Any advice you can offer will be greatly appreciated.
Printer Friendly | Permalink |  | Top
Emit Donating Member (1000+ posts) Send PM | Profile | Ignore Sun Aug-23-09 09:01 PM
Response to Original message
1. She should go to her county or state welfare office tomorrow and sign up for TANF
Edited on Sun Aug-23-09 09:03 PM by Emit
Temporary Assistance for Needy Families (TANF). The Social Workers there should be able to tell her what she may or may not qualify for, and might even be able to give her some advice about the guardianship issues with her daughter. She should also find out if her boyfriend's health insurance has a long term disability clause, which, if he did, might offer some monthly assistance while he is in the hospital. Also, some states have state disability, which her boyfriend might also qualify for, and she should see about that. What state is she in?
Printer Friendly | Permalink |  | Top
 
bighart Donating Member (1000+ posts) Send PM | Profile | Ignore Sun Aug-23-09 09:04 PM
Response to Reply #1
3. No disabilty insurance through work, it is optional and he did not
opt to take to save a few bucks.
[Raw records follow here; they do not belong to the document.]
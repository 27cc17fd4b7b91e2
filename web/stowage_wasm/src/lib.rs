//! # Stowage WASM
//!
//! Runs Stowage in the browser over IndexedDB.
//!
//! This crate provides:
//! - [`IdbHost`], the storage host contract implemented over `indexedDB`,
//!   usable with every `stowage_core` operation from Rust
//! - [`Store`], a JavaScript-facing handle via wasm-bindgen
//!
//! ## Usage
//!
//! ```javascript
//! import init, { Store } from 'stowage_wasm';
//!
//! async function main() {
//!     await init();
//!
//!     const store = await Store.open("app", 1, [
//!         { version: 1, name: "initial",
//!           collections: [{ name: "people", key_field: "id", auto_increment: true }] },
//!     ]);
//!     const key = await store.add("people", { name: "A", age: 1 });
//!     const updated = await store.update("people", key, { age: 2 });
//!     console.log(updated);
//!
//!     store.close();
//! }
//! ```
//!
//! Connections close themselves when another tab upgrades the same
//! database; later operations then fail with a connection error and the
//! page should reopen.

#![deny(unsafe_code)]
#![warn(missing_docs)]

mod convert;
mod error;
mod host;
mod request;
mod store;
mod transaction;
mod utils;

pub use error::{WasmError, WasmResult};
pub use host::IdbHost;
pub use store::Store;
pub use transaction::{IdbConnection, IdbTxn};

use wasm_bindgen::prelude::*;

/// Initialize the WASM module.
///
/// This sets up panic hooks for better error messages in the browser console.
#[wasm_bindgen(start)]
pub fn init() {
    utils::set_panic_hook();
}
It's not the daughter that his mom is talking about filing for gaurdianship of, it's him.

She lives in rural Missouri and the local unemployment rate is around 11.5%.
Printer Friendly | Permalink |  | Top
 
Emit Donating Member (1000+ posts) Send PM | Profile | Ignore Sun Aug-23-09 09:21 PM
Response to Reply #3
16. Unfortunately, it appears that Missouri has no state plan for short term disability
(see: http://blog.laborlawtalk.com/2008/05/01/missouri-std-and-termination/ )

and I am sorry, I misread your OP and thought that his mother was trying to get guardianship of the child, but I see now.
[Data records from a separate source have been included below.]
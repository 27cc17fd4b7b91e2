//! `IDBFactory` as a storage host.

use crate::error::{host_error, request_error, WasmError, WasmResult};
use crate::request::{listen, Listener};
use crate::transaction::{string_list, IdbConnection};
use std::cell::RefCell;
use std::rc::Rc;
use stowage_host::{
    Callback, CollectionSpec, HostError, HostResult, IndexSpec, StorageHost, UpgradeHandler,
    UpgradeScope,
};
use tracing::{debug, warn};
use wasm_bindgen::prelude::*;
use wasm_bindgen::JsCast;
use web_sys::{
    Event, IdbDatabase, IdbFactory, IdbIndexParameters, IdbObjectStore, IdbObjectStoreParameters,
    IdbOpenDbRequest, IdbTransaction, IdbVersionChangeEvent, Window, WorkerGlobalScope,
};

/// Storage host backed by the browser's IndexedDB.
///
/// # Example
///
/// ```no_run
/// use stowage_core::{open_database, CollectionSpec, MigrationPlan, Value};
/// use stowage_wasm::IdbHost;
///
/// # async fn demo() -> Result<(), Box<dyn std::error::Error>> {
/// let host = IdbHost::from_global()?;
/// let mut plan = MigrationPlan::new();
/// plan.step(1, "notes", |ctx| {
///     ctx.create_collection(&CollectionSpec::new("notes", "id").auto_increment())
/// })?;
///
/// let db = open_database(&host, "app", 1, &plan).await?;
/// db.add("notes", Value::object([("text", Value::from("hello"))])).await?;
/// # Ok(())
/// # }
/// ```
#[derive(Debug, Clone)]
pub struct IdbHost {
    factory: IdbFactory,
}

impl IdbHost {
    /// Wraps an existing factory.
    #[must_use]
    pub fn new(factory: IdbFactory) -> Self {
        Self { factory }
    }

    /// Uses the `indexedDB` of the current window or worker.
    ///
    /// # Errors
    ///
    /// [`WasmError::Unavailable`] when the global scope has no IndexedDB
    /// (for example in an opaque-origin frame).
    pub fn from_global() -> WasmResult<Self> {
        let global = js_sys::global();
        let factory = if let Some(window) = global.dyn_ref::<Window>() {
            window.indexed_db()
        } else if let Some(worker) = global.dyn_ref::<WorkerGlobalScope>() {
            worker.indexed_db()
        } else {
            return Err(WasmError::Unavailable);
        };
        factory
            .map_err(|e| WasmError::Host(host_error(&e)))?
            .map(Self::new)
            .ok_or(WasmError::Unavailable)
    }
}

impl StorageHost for IdbHost {
    type Connection = IdbConnection;

    fn open(
        &self,
        name: &str,
        version: Option<u32>,
        on_upgrade: UpgradeHandler,
        callback: Callback<IdbConnection>,
    ) {
        let request = match version {
            Some(version) => self.factory.open_with_u32(name, version),
            None => self.factory.open(name),
        };
        match request {
            Ok(request) => OpenRequest::attach(request, on_upgrade, callback),
            Err(err) => callback(Err(host_error(&err))),
        }
    }

    fn delete_database(&self, name: &str, callback: Callback<()>) {
        match self.factory.delete_database(name) {
            Ok(request) => listen(&request, callback, |_| Ok(())),
            Err(err) => callback(Err(host_error(&err))),
        }
    }
}

struct OpenState {
    callback: Option<Callback<IdbConnection>>,
    on_upgrade: Option<UpgradeHandler>,
    upgrade_failure: Option<HostError>,
    listeners: Vec<Listener>,
    on_upgrade_needed: Option<Closure<dyn FnMut(IdbVersionChangeEvent)>>,
}

/// Listeners of one `IDBOpenDBRequest`.
struct OpenRequest;

impl OpenRequest {
    fn attach(
        request: IdbOpenDbRequest,
        on_upgrade: UpgradeHandler,
        callback: Callback<IdbConnection>,
    ) {
        let state = Rc::new(RefCell::new(OpenState {
            callback: Some(callback),
            on_upgrade: Some(on_upgrade),
            upgrade_failure: None,
            listeners: Vec::new(),
            on_upgrade_needed: None,
        }));

        let on_upgrade_needed = {
            let state = Rc::clone(&state);
            let request = request.clone();
            Closure::<dyn FnMut(IdbVersionChangeEvent)>::new(
                move |event: IdbVersionChangeEvent| Self::upgrade(&state, &request, &event),
            )
        };
        let on_success = {
            let state = Rc::clone(&state);
            let request = request.clone();
            Closure::<dyn FnMut(Event)>::new(move |_event: Event| {
                Self::settle(&state, &request, true);
            })
        };
        let on_error = {
            let state = Rc::clone(&state);
            let request = request.clone();
            Closure::<dyn FnMut(Event)>::new(move |_event: Event| {
                Self::settle(&state, &request, false);
            })
        };
        let on_blocked = Closure::<dyn FnMut(Event)>::new(|_event: Event| {
            warn!("open is blocked by connections in other contexts");
        });

        request.set_onupgradeneeded(Some(on_upgrade_needed.as_ref().unchecked_ref()));
        request.set_onsuccess(Some(on_success.as_ref().unchecked_ref()));
        request.set_onerror(Some(on_error.as_ref().unchecked_ref()));
        request.set_onblocked(Some(on_blocked.as_ref().unchecked_ref()));

        let mut guard = state.borrow_mut();
        guard.listeners = vec![on_success, on_error, on_blocked];
        guard.on_upgrade_needed = Some(on_upgrade_needed);
    }

    #[allow(clippy::cast_possible_truncation, clippy::cast_sign_loss)]
    fn upgrade(
        state: &Rc<RefCell<OpenState>>,
        request: &IdbOpenDbRequest,
        event: &IdbVersionChangeEvent,
    ) {
        let Some(handler) = state.borrow_mut().on_upgrade.take() else {
            return;
        };
        let old_version = event.old_version() as u32;
        let new_version = event.new_version().map_or(old_version, |v| v as u32);

        let db = match request.result() {
            Ok(db) => db.unchecked_into::<IdbDatabase>(),
            Err(err) => {
                state.borrow_mut().upgrade_failure = Some(host_error(&err));
                return;
            }
        };
        let Some(transaction) = request.transaction() else {
            state.borrow_mut().upgrade_failure =
                Some(HostError::invalid_state("upgrade has no version-change transaction"));
            return;
        };

        debug!(name = %db.name(), old_version, new_version, "running upgrade");
        let mut scope = IdbUpgrade {
            db: &db,
            transaction: &transaction,
            old_version,
            new_version,
        };
        if let Err(err) = handler(&mut scope) {
            state.borrow_mut().upgrade_failure = Some(err);
            if let Err(abort) = transaction.abort() {
                debug!(error = %host_error(&abort), "upgrade already finished");
            }
        }
    }

    fn settle(state: &Rc<RefCell<OpenState>>, request: &IdbOpenDbRequest, succeeded: bool) {
        let (callback, failure, listeners, on_upgrade_needed) = {
            let mut state = state.borrow_mut();
            let Some(callback) = state.callback.take() else {
                return;
            };
            (
                callback,
                state.upgrade_failure.take(),
                std::mem::take(&mut state.listeners),
                state.on_upgrade_needed.take(),
            )
        };
        request.set_onupgradeneeded(None);
        request.set_onsuccess(None);
        request.set_onerror(None);
        request.set_onblocked(None);

        let result = if succeeded {
            request
                .result()
                .map(|db| IdbConnection::new(db.unchecked_into()))
                .map_err(|e| host_error(&e))
        } else {
            Err(failure.unwrap_or_else(|| request_error(request)))
        };
        callback(result);
        drop(listeners);
        drop(on_upgrade_needed);
    }
}

/// Schema operations inside a version-change transaction.
struct IdbUpgrade<'a> {
    db: &'a IdbDatabase,
    transaction: &'a IdbTransaction,
    old_version: u32,
    new_version: u32,
}

impl IdbUpgrade<'_> {
    fn store(&self, collection: &str) -> HostResult<IdbObjectStore> {
        self.transaction
            .object_store(collection)
            .map_err(|e| host_error(&e))
    }
}

fn create_index_on(store: &IdbObjectStore, spec: &IndexSpec) -> HostResult<()> {
    let params = IdbIndexParameters::new();
    params.set_unique(spec.unique);
    store
        .create_index_with_str_and_optional_parameters(&spec.name, &spec.field, &params)
        .map(drop)
        .map_err(|e| host_error(&e))
}

impl UpgradeScope for IdbUpgrade<'_> {
    fn old_version(&self) -> u32 {
        self.old_version
    }

    fn new_version(&self) -> u32 {
        self.new_version
    }

    fn has_collection(&self, name: &str) -> bool {
        self.db.object_store_names().contains(name)
    }

    fn create_collection(&mut self, spec: &CollectionSpec) -> HostResult<()> {
        if spec.name.is_empty() {
            return Err(HostError::data("collection name is empty"));
        }
        if self.has_collection(&spec.name) {
            return Err(HostError::constraint(format!(
                "collection '{}' already exists",
                spec.name
            )));
        }
        let params = IdbObjectStoreParameters::new();
        params.set_auto_increment(spec.auto_increment);
        if let Some(field) = &spec.key_field {
            params.set_key_path(&JsValue::from_str(field));
        }
        let store = self
            .db
            .create_object_store_with_optional_parameters(&spec.name, &params)
            .map_err(|e| host_error(&e))?;
        for index in &spec.indexes {
            create_index_on(&store, index)?;
        }
        Ok(())
    }

    fn has_index(&self, collection: &str, index: &str) -> bool {
        self.store(collection)
            .map(|store| string_list(&store.index_names()).iter().any(|name| name == index))
            .unwrap_or(false)
    }

    fn create_index(&mut self, collection: &str, spec: &IndexSpec) -> HostResult<()> {
        let store = self.store(collection)?;
        if store.index_names().contains(&spec.name) {
            return Err(HostError::constraint(format!(
                "index '{}' already exists on '{collection}'",
                spec.name
            )));
        }
        create_index_on(&store, spec)
    }
}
She should still get to her local social services office asap, however, because under the circumstances, she will likely qualify for assistance.

I am so sorry for your niece and her SO and I wish them the best in this horrific circumstance.


Printer Friendly | Permalink |  | Top
 
Hawkeye-X Donating Member (1000+ posts) Send PM | Profile | Ignore Sun Aug-23-09 09:04 PM
Response to Original message
2. I'm sorry to say, but she must get an attorney to protect him, herself and her daughter.
If he has life insurance that shows that you are the benificary, that is her proof of how a decision should be made
Printer Friendly | Permalink |  | Top
 
bighart Donating Member (1000+ posts) Send PM | Profile | Ignore Sun Aug-23-09 09:07 PM
Response to Reply #2
6. that is one of the things I told her.
I think it shows intention on his part. His mom is a real bitch. I hate to say that but I have seen some real ugliness from her through this. It seems she wants to make it all about her. This woman has gone so far as to stand in a waiting room by the ICU and say how sad it is that his daughter will grow up without a father!
Printer Friendly | Permalink |  | Top
 
MadMaddie Donating Member (1000+ posts) Send PM | Profile | Ignore Sun Aug-23-09 09:05 PM
Response to Original message
4. Did your niece and her boyfriend have living wills?
I am no lawyer but this is the exact situation where these documents become imperative.

I would say get your niece a lawyer and do it pronto. She is the mother of the child so if she is capable she needs to get some documentation in place quickly, if anything happens to her and the father is incapacitated she needs to indicate who she would want the child to be raised by, even if it's temporary.

Good Luck and best wishes to your niece and her boyfriend.
Printer Friendly | Permalink |  | Top
 
bighart Donating Member (1000+ posts) Send PM | Profile | Ignore Sun Aug-23-09 09:10 PM
Response to Reply #4
8. No living wills.
This is really about as bad as it gets. The only good news is the fact that he did not suffer any major head trauma. Dr.'s are still saying it is possible he won't make due to the severity of his other injuries.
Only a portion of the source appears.